Task material: Begin

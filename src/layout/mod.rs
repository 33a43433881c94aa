//! Column-balanced tile layout.
//!
//! Greedy shortest-column placement: each item, in feed order, goes to the
//! column with the smallest accumulated height (lowest index wins ties).
//! The assignment is always recomputed from scratch; incremental placement
//! would drift from this result once item heights are revised.

pub mod breakpoints;

pub use breakpoints::{ColumnBreakpoints, InvalidBreakpoints};

use crate::model::FeedItem;

/// Aspect ratio assumed for media without known dimensions (portrait 2:3).
pub const DEFAULT_ASPECT_RATIO: f64 = 2.0 / 3.0;

/// Number of layout columns. Always >= 1.
#[derive(Debug, Clone, Copy, PartialEq, Eq, PartialOrd, Ord, Hash)]
pub struct ColumnCount(usize);

/// Error returned when a column count of zero is requested.
#[derive(Debug, Clone, Copy, PartialEq, Eq, thiserror::Error)]
#[error("column count must be >= 1")]
pub struct InvalidColumnCount;

impl ColumnCount {
    /// A single column.
    pub const ONE: Self = Self(1);

    /// Smart constructor that rejects zero.
    pub fn new(count: usize) -> Result<Self, InvalidColumnCount> {
        if count == 0 {
            Err(InvalidColumnCount)
        } else {
            Ok(Self(count))
        }
    }

    /// Number of columns.
    pub fn get(&self) -> usize {
        self.0
    }
}

impl Default for ColumnCount {
    fn default() -> Self {
        Self(4)
    }
}

/// Relative rendered height of an item at unit column width.
pub fn height_contribution(item: &FeedItem) -> f64 {
    let aspect = item
        .primary_media()
        .and_then(|m| m.aspect_ratio())
        .unwrap_or(DEFAULT_ASPECT_RATIO);
    1.0 / aspect
}

/// One column of the layout.
#[derive(Debug, Clone, Default, PartialEq)]
pub struct Column {
    items: Vec<FeedItem>,
    height: f64,
}

impl Column {
    /// Items in feed order.
    pub fn items(&self) -> &[FeedItem] {
        &self.items
    }

    /// Accumulated height of the column's items.
    pub fn height(&self) -> f64 {
        self.height
    }

    /// Number of items.
    pub fn len(&self) -> usize {
        self.items.len()
    }

    /// Whether the column holds no items.
    pub fn is_empty(&self) -> bool {
        self.items.is_empty()
    }
}

/// Items partitioned into columns.
///
/// # Invariants
/// - `columns.len()` equals the column count used to build it
/// - every input item appears in exactly one column
/// - within a column, items keep their feed order
#[derive(Debug, Clone, PartialEq)]
pub struct ColumnAssignment {
    columns: Vec<Column>,
}

impl ColumnAssignment {
    /// Assignment with `count` empty columns.
    pub fn empty(count: ColumnCount) -> Self {
        Self {
            columns: vec![Column::default(); count.get()],
        }
    }

    /// Columns, left to right.
    pub fn columns(&self) -> &[Column] {
        &self.columns
    }

    /// Number of columns.
    pub fn column_count(&self) -> ColumnCount {
        ColumnCount(self.columns.len())
    }

    /// Total number of items across all columns.
    pub fn item_count(&self) -> usize {
        self.columns.iter().map(Column::len).sum()
    }

    /// Height of the tallest column.
    pub fn max_height(&self) -> f64 {
        self.columns.iter().map(Column::height).fold(0.0, f64::max)
    }

    /// Column index holding the item with `id`, if laid out.
    pub fn column_of(&self, id: &crate::model::ItemId) -> Option<usize> {
        self.columns
            .iter()
            .position(|c| c.items.iter().any(|item| &item.id == id))
    }
}

impl Default for ColumnAssignment {
    fn default() -> Self {
        Self::empty(ColumnCount::default())
    }
}

/// Assign `items` to `count` columns by greedy shortest-column placement.
pub fn layout_columns(items: &[FeedItem], count: ColumnCount) -> ColumnAssignment {
    let mut assignment = ColumnAssignment::empty(count);

    for item in items {
        let target = shortest_column(&assignment.columns);
        let column = &mut assignment.columns[target];
        column.height += height_contribution(item);
        column.items.push(item.clone());
    }

    assignment
}

/// Index of the column with minimum height; strict comparison keeps the
/// lowest index on ties.
fn shortest_column(columns: &[Column]) -> usize {
    let mut best = 0;
    for (index, column) in columns.iter().enumerate().skip(1) {
        if column.height < columns[best].height {
            best = index;
        }
    }
    best
}

#[cfg(test)]
#[path = "layout_tests.rs"]
mod tests;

Task material: End

Your objective:
Tally the lines of the data that contain the string "derive" and report the total alone.

Answer section:
4